--- Problem ---
A verbatim copy of the data below is the required output.

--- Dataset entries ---
◆ ◆ ◆ ◆ ◆ ◆ ◆

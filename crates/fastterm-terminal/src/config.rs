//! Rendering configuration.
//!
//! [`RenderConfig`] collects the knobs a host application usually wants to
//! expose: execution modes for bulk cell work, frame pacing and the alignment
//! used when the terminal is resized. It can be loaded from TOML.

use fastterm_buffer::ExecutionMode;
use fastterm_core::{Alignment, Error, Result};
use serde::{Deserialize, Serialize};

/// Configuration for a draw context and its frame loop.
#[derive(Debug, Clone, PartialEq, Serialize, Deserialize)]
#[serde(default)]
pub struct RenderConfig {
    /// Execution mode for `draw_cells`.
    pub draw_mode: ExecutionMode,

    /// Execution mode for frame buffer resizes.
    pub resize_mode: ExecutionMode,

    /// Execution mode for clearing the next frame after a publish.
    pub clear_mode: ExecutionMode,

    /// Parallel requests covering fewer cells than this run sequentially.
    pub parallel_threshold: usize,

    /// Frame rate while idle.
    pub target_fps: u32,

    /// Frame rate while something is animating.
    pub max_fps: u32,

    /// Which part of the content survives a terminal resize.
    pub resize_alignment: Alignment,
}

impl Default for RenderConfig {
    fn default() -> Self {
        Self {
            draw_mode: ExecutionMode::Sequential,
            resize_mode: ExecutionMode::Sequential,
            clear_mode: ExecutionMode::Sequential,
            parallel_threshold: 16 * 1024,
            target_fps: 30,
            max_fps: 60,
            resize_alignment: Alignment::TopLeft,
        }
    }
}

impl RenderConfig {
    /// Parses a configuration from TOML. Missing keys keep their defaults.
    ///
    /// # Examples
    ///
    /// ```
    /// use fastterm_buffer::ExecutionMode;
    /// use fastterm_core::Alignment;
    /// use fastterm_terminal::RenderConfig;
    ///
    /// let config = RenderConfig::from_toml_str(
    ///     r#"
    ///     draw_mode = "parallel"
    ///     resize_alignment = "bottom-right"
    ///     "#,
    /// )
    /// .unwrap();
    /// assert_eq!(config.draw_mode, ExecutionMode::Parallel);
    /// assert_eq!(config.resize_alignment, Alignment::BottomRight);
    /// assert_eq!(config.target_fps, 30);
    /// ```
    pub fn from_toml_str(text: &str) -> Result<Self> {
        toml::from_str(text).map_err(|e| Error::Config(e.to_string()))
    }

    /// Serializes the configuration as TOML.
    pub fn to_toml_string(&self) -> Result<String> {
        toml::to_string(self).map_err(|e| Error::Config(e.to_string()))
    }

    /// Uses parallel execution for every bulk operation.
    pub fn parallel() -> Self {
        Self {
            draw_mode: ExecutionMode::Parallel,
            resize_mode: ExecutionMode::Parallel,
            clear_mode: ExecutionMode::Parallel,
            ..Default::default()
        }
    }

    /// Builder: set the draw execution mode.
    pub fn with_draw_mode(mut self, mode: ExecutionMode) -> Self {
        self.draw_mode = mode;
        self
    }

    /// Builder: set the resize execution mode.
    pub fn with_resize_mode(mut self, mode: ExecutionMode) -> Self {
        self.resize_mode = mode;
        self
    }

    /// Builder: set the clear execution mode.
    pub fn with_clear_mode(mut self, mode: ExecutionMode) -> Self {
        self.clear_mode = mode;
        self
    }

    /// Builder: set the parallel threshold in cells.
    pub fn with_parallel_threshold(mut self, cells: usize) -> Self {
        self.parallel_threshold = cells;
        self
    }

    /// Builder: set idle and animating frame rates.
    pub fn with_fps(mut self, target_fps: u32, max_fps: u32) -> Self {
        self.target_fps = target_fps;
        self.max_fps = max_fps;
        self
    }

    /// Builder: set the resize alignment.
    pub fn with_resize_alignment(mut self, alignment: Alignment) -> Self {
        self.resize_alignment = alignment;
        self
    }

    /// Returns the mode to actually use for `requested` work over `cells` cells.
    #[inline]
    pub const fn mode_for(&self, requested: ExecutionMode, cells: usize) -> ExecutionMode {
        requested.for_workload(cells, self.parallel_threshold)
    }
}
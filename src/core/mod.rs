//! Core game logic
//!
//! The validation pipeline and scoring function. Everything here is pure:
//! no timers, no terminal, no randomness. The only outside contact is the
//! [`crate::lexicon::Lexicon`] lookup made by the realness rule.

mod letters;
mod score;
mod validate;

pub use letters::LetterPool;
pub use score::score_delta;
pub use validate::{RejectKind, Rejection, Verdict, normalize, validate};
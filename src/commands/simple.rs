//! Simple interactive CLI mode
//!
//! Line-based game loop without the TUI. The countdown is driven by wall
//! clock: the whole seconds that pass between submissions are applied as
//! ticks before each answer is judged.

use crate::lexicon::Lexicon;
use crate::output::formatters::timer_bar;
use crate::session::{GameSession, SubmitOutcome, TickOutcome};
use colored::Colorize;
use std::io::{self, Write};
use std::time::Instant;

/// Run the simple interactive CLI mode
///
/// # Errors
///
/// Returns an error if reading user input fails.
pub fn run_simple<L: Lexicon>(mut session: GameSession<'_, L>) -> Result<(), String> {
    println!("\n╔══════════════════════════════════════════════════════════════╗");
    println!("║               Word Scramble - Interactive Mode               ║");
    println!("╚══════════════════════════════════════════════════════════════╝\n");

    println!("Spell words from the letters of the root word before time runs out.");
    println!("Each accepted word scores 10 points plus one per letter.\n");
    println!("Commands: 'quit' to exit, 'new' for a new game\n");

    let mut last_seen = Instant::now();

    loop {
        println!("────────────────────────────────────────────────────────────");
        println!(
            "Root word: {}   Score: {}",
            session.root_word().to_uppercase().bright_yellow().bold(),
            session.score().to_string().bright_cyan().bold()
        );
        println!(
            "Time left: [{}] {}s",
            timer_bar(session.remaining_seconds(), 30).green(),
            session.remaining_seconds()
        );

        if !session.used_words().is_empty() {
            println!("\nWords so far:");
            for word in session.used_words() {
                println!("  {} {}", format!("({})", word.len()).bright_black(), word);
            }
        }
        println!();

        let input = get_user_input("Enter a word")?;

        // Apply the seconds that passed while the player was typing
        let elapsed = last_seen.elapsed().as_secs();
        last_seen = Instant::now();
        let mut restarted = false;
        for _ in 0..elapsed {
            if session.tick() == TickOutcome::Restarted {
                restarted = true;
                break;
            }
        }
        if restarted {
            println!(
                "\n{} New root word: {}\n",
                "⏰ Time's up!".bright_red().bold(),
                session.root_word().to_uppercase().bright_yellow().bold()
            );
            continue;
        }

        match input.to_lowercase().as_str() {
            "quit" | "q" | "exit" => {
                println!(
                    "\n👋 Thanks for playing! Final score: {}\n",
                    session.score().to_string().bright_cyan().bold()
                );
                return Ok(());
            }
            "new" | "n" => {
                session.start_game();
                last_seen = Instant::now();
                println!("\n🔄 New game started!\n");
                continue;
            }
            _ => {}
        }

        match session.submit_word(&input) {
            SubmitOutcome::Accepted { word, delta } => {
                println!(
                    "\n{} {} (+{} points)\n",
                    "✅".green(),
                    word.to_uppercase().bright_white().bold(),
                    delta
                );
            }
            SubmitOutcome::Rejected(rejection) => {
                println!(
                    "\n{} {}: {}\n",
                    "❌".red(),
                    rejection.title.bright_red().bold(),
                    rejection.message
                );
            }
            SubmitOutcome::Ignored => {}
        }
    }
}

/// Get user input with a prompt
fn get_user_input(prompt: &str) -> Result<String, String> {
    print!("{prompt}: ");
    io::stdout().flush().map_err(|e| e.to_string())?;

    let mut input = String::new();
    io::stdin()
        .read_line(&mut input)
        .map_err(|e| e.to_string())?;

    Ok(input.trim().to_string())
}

◆ ◆ ◆ ◆ ◆ ◆ ◆

--- Reply to the task ---
filename crates/fastterm-terminal/src/config.rs
//! Rendering configuration.
//!
//! [`RenderConfig`] collects the knobs a host application usually wants to
//! expose: execution modes for bulk cell work, frame pacing and the alignment
//! used when the terminal is resized. It can be loaded from TOML.

use fastterm_buffer::ExecutionMode;
use fastterm_core::{Alignment, Error, Result};
use serde::{Deserialize, Serialize};

/// Configuration for a draw context and its frame loop.
#[derive(Debug, Clone, PartialEq, Serialize, Deserialize)]
#[serde(default)]
pub struct RenderConfig {
    /// Execution mode for `draw_cells`.
    pub draw_mode: ExecutionMode,

    /// Execution mode for frame buffer resizes.
    pub resize_mode: ExecutionMode,

    /// Execution mode for clearing the next frame after a publish.
    pub clear_mode: ExecutionMode,

    /// Parallel requests covering fewer cells than this run sequentially.
    pub parallel_threshold: usize,

    /// Frame rate while idle.
    pub target_fps: u32,

    /// Frame rate while something is animating.
    pub max_fps: u32,

    /// Which part of the content survives a terminal resize.
    pub resize_alignment: Alignment,
}

impl Default for RenderConfig {
    fn default() -> Self {
        Self {
            draw_mode: ExecutionMode::Sequential,
            resize_mode: ExecutionMode::Sequential,
            clear_mode: ExecutionMode::Sequential,
            parallel_threshold: 16 * 1024,
            target_fps: 30,
            max_fps: 60,
            resize_alignment: Alignment::TopLeft,
        }
    }
}

impl RenderConfig {
    /// Parses a configuration from TOML. Missing keys keep their defaults.
    ///
    /// # Examples
    ///
    /// ```
    /// use fastterm_buffer::ExecutionMode;
    /// use fastterm_core::Alignment;
    /// use fastterm_terminal::RenderConfig;
    ///
    /// let config = RenderConfig::from_toml_str(
    ///     r#"
    ///     draw_mode = "parallel"
    ///     resize_alignment = "bottom-right"
    ///     "#,
    /// )
    /// .unwrap();
    /// assert_eq!(config.draw_mode, ExecutionMode::Parallel);
    /// assert_eq!(config.resize_alignment, Alignment::BottomRight);
    /// assert_eq!(config.target_fps, 30);
    /// ```
    pub fn from_toml_str(text: &str) -> Result<Self> {
        toml::from_str(text).map_err(|e| Error::Config(e.to_string()))
    }

    /// Serializes the configuration as TOML.
    pub fn to_toml_string(&self) -> Result<String> {
        toml::to_string(self).map_err(|e| Error::Config(e.to_string()))
    }

    /// Uses parallel execution for every bulk operation.
    pub fn parallel() -> Self {
        Self {
            draw_mode: ExecutionMode::Parallel,
            resize_mode: ExecutionMode::Parallel,
            clear_mode: ExecutionMode::Parallel,
            ..Default::default()
        }
    }

    /// Builder: set the draw execution mode.
    pub fn with_draw_mode(mut self, mode: ExecutionMode) -> Self {
        self.draw_mode = mode;
        self
    }

    /// Builder: set the resize execution mode.
    pub fn with_resize_mode(mut self, mode: ExecutionMode) -> Self {
        self.resize_mode = mode;
        self
    }

    /// Builder: set the clear execution mode.
    pub fn with_clear_mode(mut self, mode: ExecutionMode) -> Self {
        self.clear_mode = mode;
        self
    }

    /// Builder: set the parallel threshold in cells.
    pub fn with_parallel_threshold(mut self, cells: usize) -> Self {
        self.parallel_threshold = cells;
        self
    }

    /// Builder: set idle and animating frame rates.
    pub fn with_fps(mut self, target_fps: u32, max_fps: u32) -> Self {
        self.target_fps = target_fps;
        self.max_fps = max_fps;
        self
    }

    /// Builder: set the resize alignment.
    pub fn with_resize_alignment(mut self, alignment: Alignment) -> Self {
        self.resize_alignment = alignment;
        self
    }

    /// Returns the mode to actually use for `requested` work over `cells` cells.
    #[inline]
    pub const fn mode_for(&self, requested: ExecutionMode, cells: usize) -> ExecutionMode {
        requested.for_workload(cells, self.parallel_threshold)
    }
}
filename src/core/mod.rs
//! Core game logic
//!
//! The validation pipeline and scoring function. Everything here is pure:
//! no timers, no terminal, no randomness. The only outside contact is the
//! [`crate::lexicon::Lexicon`] lookup made by the realness rule.

mod letters;
mod score;
mod validate;

pub use letters::LetterPool;
pub use score::score_delta;
pub use validate::{RejectKind, Rejection, Verdict, normalize, validate};
filename src/commands/simple.rs
//! Simple interactive CLI mode
//!
//! Line-based game loop without the TUI. The countdown is driven by wall
//! clock: the whole seconds that pass between submissions are applied as
//! ticks before each answer is judged.

use crate::lexicon::Lexicon;
use crate::output::formatters::timer_bar;
use crate::session::{GameSession, SubmitOutcome, TickOutcome};
use colored::Colorize;
use std::io::{self, Write};
use std::time::Instant;

/// Run the simple interactive CLI mode
///
/// # Errors
///
/// Returns an error if reading user input fails.
pub fn run_simple<L: Lexicon>(mut session: GameSession<'_, L>) -> Result<(), String> {
    println!("\n╔══════════════════════════════════════════════════════════════╗");
    println!("║               Word Scramble - Interactive Mode               ║");
    println!("╚══════════════════════════════════════════════════════════════╝\n");

    println!("Spell words from the letters of the root word before time runs out.");
    println!("Each accepted word scores 10 points plus one per letter.\n");
    println!("Commands: 'quit' to exit, 'new' for a new game\n");

    let mut last_seen = Instant::now();

    loop {
        println!("────────────────────────────────────────────────────────────");
        println!(
            "Root word: {}   Score: {}",
            session.root_word().to_uppercase().bright_yellow().bold(),
            session.score().to_string().bright_cyan().bold()
        );
        println!(
            "Time left: [{}] {}s",
            timer_bar(session.remaining_seconds(), 30).green(),
            session.remaining_seconds()
        );

        if !session.used_words().is_empty() {
            println!("\nWords so far:");
            for word in session.used_words() {
                println!("  {} {}", format!("({})", word.len()).bright_black(), word);
            }
        }
        println!();

        let input = get_user_input("Enter a word")?;

        // Apply the seconds that passed while the player was typing
        let elapsed = last_seen.elapsed().as_secs();
        last_seen = Instant::now();
        let mut restarted = false;
        for _ in 0..elapsed {
            if session.tick() == TickOutcome::Restarted {
                restarted = true;
                break;
            }
        }
        if restarted {
            println!(
                "\n{} New root word: {}\n",
                "⏰ Time's up!".bright_red().bold(),
                session.root_word().to_uppercase().bright_yellow().bold()
            );
            continue;
        }

        match input.to_lowercase().as_str() {
            "quit" | "q" | "exit" => {
                println!(
                    "\n👋 Thanks for playing! Final score: {}\n",
                    session.score().to_string().bright_cyan().bold()
                );
                return Ok(());
            }
            "new" | "n" => {
                session.start_game();
                last_seen = Instant::now();
                println!("\n🔄 New game started!\n");
                continue;
            }
            _ => {}
        }

        match session.submit_word(&input) {
            SubmitOutcome::Accepted { word, delta } => {
                println!(
                    "\n{} {} (+{} points)\n",
                    "✅".green(),
                    word.to_uppercase().bright_white().bold(),
                    delta
                );
            }
            SubmitOutcome::Rejected(rejection) => {
                println!(
                    "\n{} {}: {}\n",
                    "❌".red(),
                    rejection.title.bright_red().bold(),
                    rejection.message
                );
            }
            SubmitOutcome::Ignored => {}
        }
    }
}

/// Get user input with a prompt
fn get_user_input(prompt: &str) -> Result<String, String> {
    print!("{prompt}: ");
    io::stdout().flush().map_err(|e| e.to_string())?;

    let mut input = String::new();
    io::stdin()
        .read_line(&mut input)
        .map_err(|e| e.to_string())?;

    Ok(input.trim().to_string())
}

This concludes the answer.